The threat to execute a writer and blogger who does not approve of unchecked state power may just scuttle the wobbly relations between China and Australia, whose prime minister, Anthony Albanese, has pled with Beijing to do the right thing and treat Hengjun with decency. Though Henjun’s fate doesn’t have as much direct relevance to U.S-Chinese affairs, it’s still appalling that this sordid affair has barely evinced a peep from American voices like PEN America that purport to, as PEN claimed in a January 26 release, work “tirelessly to defend free expression, support persecuted writers, and promote literary culture.”
But for anyone who has followed the depredations of the regime in Beijing and the constant stomping on the intellectual freedom of the Chinese people, the case of Hengjun is shocking but not surprising.
The novelist and short story writer Wang Meng, who will turn 90 in October, has witnessed at first hand some of the most dramatic periods of his nation’s modern history, and briefly served as China’s minister of culture. Meng captured the dilemma of figures like Hengjun in a short story entitled “The Eye of Night,” which appeared in a 1983 collection whose English title is The Butterfly and Other Stories.
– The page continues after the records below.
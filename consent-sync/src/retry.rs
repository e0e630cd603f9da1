//! Backoff policy for background reconciliation.

use std::time::Duration;

use consent_core::config::RetryConfig;

#[derive(Debug, Clone, Copy, PartialEq, Eq)]
pub struct RetryPolicy {
    /// Total attempts including the first. `0` is treated as `1`.
    pub max_attempts: u32,
    pub initial_backoff: Duration,
    pub max_backoff: Duration,
}

impl Default for RetryPolicy {
    fn default() -> Self {
        Self::from(&RetryConfig::default())
    }
}

impl From<&RetryConfig> for RetryPolicy {
    fn from(c: &RetryConfig) -> Self {
        Self {
            max_attempts: c.max_attempts,
            initial_backoff: Duration::from_millis(c.initial_backoff_ms),
            max_backoff: Duration::from_millis(c.max_backoff_ms),
        }
    }
}

impl RetryPolicy {
    /// One attempt, no waiting.
    pub fn once() -> Self {
        Self {
            max_attempts: 1,
            initial_backoff: Duration::ZERO,
            max_backoff: Duration::ZERO,
        }
    }

    pub fn attempts(&self) -> u32 {
        self.max_attempts.max(1)
    }

    /// Delay before retry number `retry` (1-based): doubles each time, capped.
    pub fn backoff(&self, retry: u32) -> Duration {
        let factor = 2u32.saturating_pow(retry.saturating_sub(1));
        self.initial_backoff
            .saturating_mul(factor)
            .min(self.max_backoff)
    }
}
//! Error types for consent-sync.

use thiserror::Error;

use consent_core::StoreError;

/// Why the device identifier could not be obtained.
#[derive(Debug, Clone, PartialEq, Eq, Error)]
pub enum IdentifierError {
    /// The platform identifier service does not exist on this device.
    #[error("device identifier service unavailable: {0}")]
    PlatformUnavailable(String),

    /// The service exists but the user must repair or grant access first.
    #[error("device identifier service needs user action: {0}")]
    PlatformNeedsUserAction(String),

    /// The caller or the service is in a state where no identifier can be produced.
    #[error("device identifier in invalid state: {0}")]
    InvalidState(String),
}

/// The request never produced an HTTP status (DNS, connect, TLS, timeout).
#[derive(Debug, Clone, PartialEq, Eq, Error)]
#[error("transport failure: {0}")]
pub struct TransportError(pub String);

/// All errors that can arise from a synchronization attempt.
#[derive(Debug, Error)]
pub enum SyncError {
    #[error("device identifier unavailable: {0}")]
    IdentifierUnavailable(#[from] IdentifierError),

    /// The remote sink answered with a non-2xx status.
    #[error("remote rejected consent with HTTP {status_code}")]
    RemoteRejected { status_code: u16 },

    #[error("remote unreachable: {0}")]
    TransportUnavailable(#[from] TransportError),

    #[error("local state error: {0}")]
    Store(#[from] StoreError),

    #[error("cannot record an undefined consent status")]
    UndefinedStatus,

    /// The background task panicked or was aborted.
    #[error("sync task did not complete: {0}")]
    Task(String),
}

impl SyncError {
    /// Whether repeating the same request later can plausibly succeed.
    pub fn is_retryable(&self) -> bool {
        match self {
            SyncError::TransportUnavailable(_) => true,
            SyncError::RemoteRejected { status_code } => {
                matches!(status_code, 408 | 429 | 500..=599)
            }
            _ => false,
        }
    }
}
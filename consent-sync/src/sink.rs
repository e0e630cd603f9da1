//! Remote consent sink.
//!
//! [`HttpSink`] POSTs the JSON transmission to the configured endpoint.
//! HTTP error statuses come back as a [`SinkResponse`]; only failures that
//! never produced a status (DNS, connect, TLS, timeout) are a
//! [`TransportError`].

use std::time::Duration;

use async_trait::async_trait;

use consent_core::{Config, ConsentTransmission};

use crate::error::TransportError;

/// What the remote side answered.
#[derive(Debug, Clone, Copy, PartialEq, Eq)]
pub struct SinkResponse {
    pub status_code: u16,
}

impl SinkResponse {
    pub fn succeeded(&self) -> bool {
        (200..300).contains(&self.status_code)
    }
}

/// Accepts one consent transmission per call.
#[async_trait]
pub trait ConsentSink: Send + Sync {
    async fn submit(&self, payload: &ConsentTransmission) -> Result<SinkResponse, TransportError>;
}

/// JSON-over-HTTP sink backed by a `ureq` agent.
#[derive(Debug, Clone)]
pub struct HttpSink {
    agent: ureq::Agent,
    endpoint: String,
}

impl HttpSink {
    pub fn new(endpoint: impl Into<String>, timeout: Duration) -> Self {
        let agent = ureq::AgentBuilder::new()
            .timeout(timeout)
            .user_agent(concat!("consent-sync/", env!("CARGO_PKG_VERSION")))
            .build();
        Self {
            agent,
            endpoint: endpoint.into(),
        }
    }

    pub fn from_config(config: &Config) -> Self {
        Self::new(config.endpoint.clone(), config.timeout())
    }

    pub fn endpoint(&self) -> &str {
        &self.endpoint
    }
}

#[async_trait]
impl ConsentSink for HttpSink {
    async fn submit(&self, payload: &ConsentTransmission) -> Result<SinkResponse, TransportError> {
        let body = payload
            .to_json()
            .map_err(|e| TransportError(format!("encode payload: {e}")))?;
        let agent = self.agent.clone();
        let endpoint = self.endpoint.clone();

        tracing::debug!(endpoint = %endpoint, body = %body, "POST consent");
        let response = tokio::task::spawn_blocking(move || post(&agent, &endpoint, &body))
            .await
            .map_err(|e| TransportError(format!("request task failed: {e}")))??;
        tracing::debug!(status = response.status_code, "consent endpoint responded");
        Ok(response)
    }
}

fn post(agent: &ureq::Agent, endpoint: &str, body: &str) -> Result<SinkResponse, TransportError> {
    match agent
        .post(endpoint)
        .set("Content-Type", "application/json")
        .send_string(body)
    {
        Ok(resp) => Ok(SinkResponse {
            status_code: resp.status(),
        }),
        Err(ureq::Error::Status(code, _)) => Ok(SinkResponse { status_code: code }),
        Err(ureq::Error::Transport(t)) => Err(TransportError(t.to_string())),
    }
}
“The Eye of Night,” in Janice Wickeri’s and Marylin Chin’s translation, is about a writer named Chen Gao who visits a provincial city to attend a literary conference, full of hope and idealism. He goes looking for a stranger whose father, he has reason to believe, was once on friendly terms with Gao’s own father in their army days, before the revolution and bloody civil war. When Gao reaches the apartment complex where the son of his father’s friend lives, things do not go at all as planned. The mutual acquaintance turns out to fear and distrust him and to disbelieve any advances from people who claimed to know his dad.
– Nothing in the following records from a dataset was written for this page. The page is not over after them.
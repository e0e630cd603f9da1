//! One module per subcommand, plus the shared composition root.

pub mod clear;
pub mod context;
pub mod decide;
pub mod init;
pub mod prompt;
pub mod start;
pub mod status;
pub mod sync;
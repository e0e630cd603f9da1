//! `consent status`: stored decision and sync visibility.

use anyhow::{Context, Result};
use chrono::{DateTime, Utc};
use clap::Args;
use colored::Colorize;
use serde::Serialize;
use tabled::{settings::Style, Table, Tabled};

use consent_core::{ConsentRecord, ConsentStatus};

use super::context::AppContext;

/// Arguments for `consent status`.
#[derive(Args, Debug)]
pub struct StatusArgs {
    /// Emit machine-readable JSON.
    #[arg(long)]
    pub json: bool,
}

impl StatusArgs {
    pub fn run(self) -> Result<()> {
        let ctx = AppContext::load()?;
        let record = ctx.coordinator.record();
        if self.json {
            return print_json(&record, &ctx.config.endpoint);
        }
        print_table(&record, &ctx.config.endpoint);
        Ok(())
    }
}

#[derive(Serialize)]
struct StatusJson<'a> {
    status: String,
    updated_at_ms: i64,
    updated_at: Option<String>,
    remotely_synced: bool,
    revision: u64,
    endpoint: &'a str,
}

#[derive(Tabled)]
struct StatusTableRow {
    #[tabled(rename = "field")]
    field: &'static str,
    #[tabled(rename = "value")]
    value: String,
}

fn print_json(record: &ConsentRecord, endpoint: &str) -> Result<()> {
    let payload = StatusJson {
        status: record.status.to_string(),
        updated_at_ms: record.updated_at_ms,
        updated_at: record.updated_at().map(|t| t.to_rfc3339()),
        remotely_synced: record.remotely_synced,
        revision: record.revision,
        endpoint,
    };
    println!(
        "{}",
        serde_json::to_string_pretty(&payload).context("failed to serialize status JSON")?
    );
    Ok(())
}

fn print_table(record: &ConsentRecord, endpoint: &str) {
    println!("Consent v{}", env!("CARGO_PKG_VERSION"));

    let updated = match record.updated_at() {
        Some(at) => format!("{} ({} ago)", at.to_rfc3339(), format_datetime_age(at)),
        None => "never".to_string(),
    };
    let rows = vec![
        StatusTableRow {
            field: "status",
            value: status_label(record.status),
        },
        StatusTableRow {
            field: "updated",
            value: updated,
        },
        StatusTableRow {
            field: "synced",
            value: sync_label(record),
        },
        StatusTableRow {
            field: "endpoint",
            value: endpoint.to_string(),
        },
    ];
    let mut table = Table::new(rows);
    table.with(Style::rounded());
    println!("{table}");

    if !record.status.is_defined() {
        println!("Run 'consent start' to record a decision.");
    } else if !record.remotely_synced {
        println!("Run 'consent sync' to send it to the endpoint.");
    }
}

fn status_label(status: ConsentStatus) -> String {
    match status {
        ConsentStatus::Undefined => "UNDEFINED".bright_black().bold().to_string(),
        ConsentStatus::Accepted => "ACCEPTED".green().bold().to_string(),
        ConsentStatus::Denied => "DENIED".red().bold().to_string(),
    }
}

fn sync_label(record: &ConsentRecord) -> String {
    match (record.status.is_defined(), record.remotely_synced) {
        (false, _) => "nothing to send".bright_black().to_string(),
        (true, true) => "yes".green().to_string(),
        (true, false) => "pending".yellow().to_string(),
    }
}

/// Age of a timestamp, coarsest unit only.
fn format_datetime_age(timestamp: DateTime<Utc>) -> String {
    let age = Utc::now()
        .signed_duration_since(timestamp)
        .num_seconds()
        .max(0) as u64;
    format_seconds(age)
}

fn format_seconds(seconds: u64) -> String {
    if seconds < 60 {
        return format!("{seconds}s");
    }
    if seconds < 60 * 60 {
        return format!("{}m", seconds / 60);
    }
    if seconds < 60 * 60 * 24 {
        return format!("{}h", seconds / (60 * 60));
    }
    format!("{}d", seconds / (60 * 60 * 24))
}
Cynicism and paranoia have thoroughly infected the young man, whose name we never learn, and who demands to know what Gao can offer him in return for any help or support. He speaks to Gao with contempt, not to say loathing, lacking any conception of Gao as a visionary who, if once given space to spread his wings and share his views at the conference, might offer ideas and language that could enrich people’s lives and help them exist on far better terms.
Yang Hengjun may have visited Guangzhou in 2019 in the hope and belief that people there would hail him as a dissident and a writer who has helped keep the things that really matter—intellectual curiosity, education, high culture, the free flow of knowledge and ideas and words and concepts and beliefs—alive and well.
But the world has mostly forgotten him and what he stands for. As Hengjun rots in jail with a deteriorating kidney, ignored by the very organizations that profess to value the literary life and the freedoms of writers and intellectuals, he may feel a bit like the author in Wang Meng’s short story, a stranger in his homeland, cut off from the solicitude and respect that people used to feel for oracles.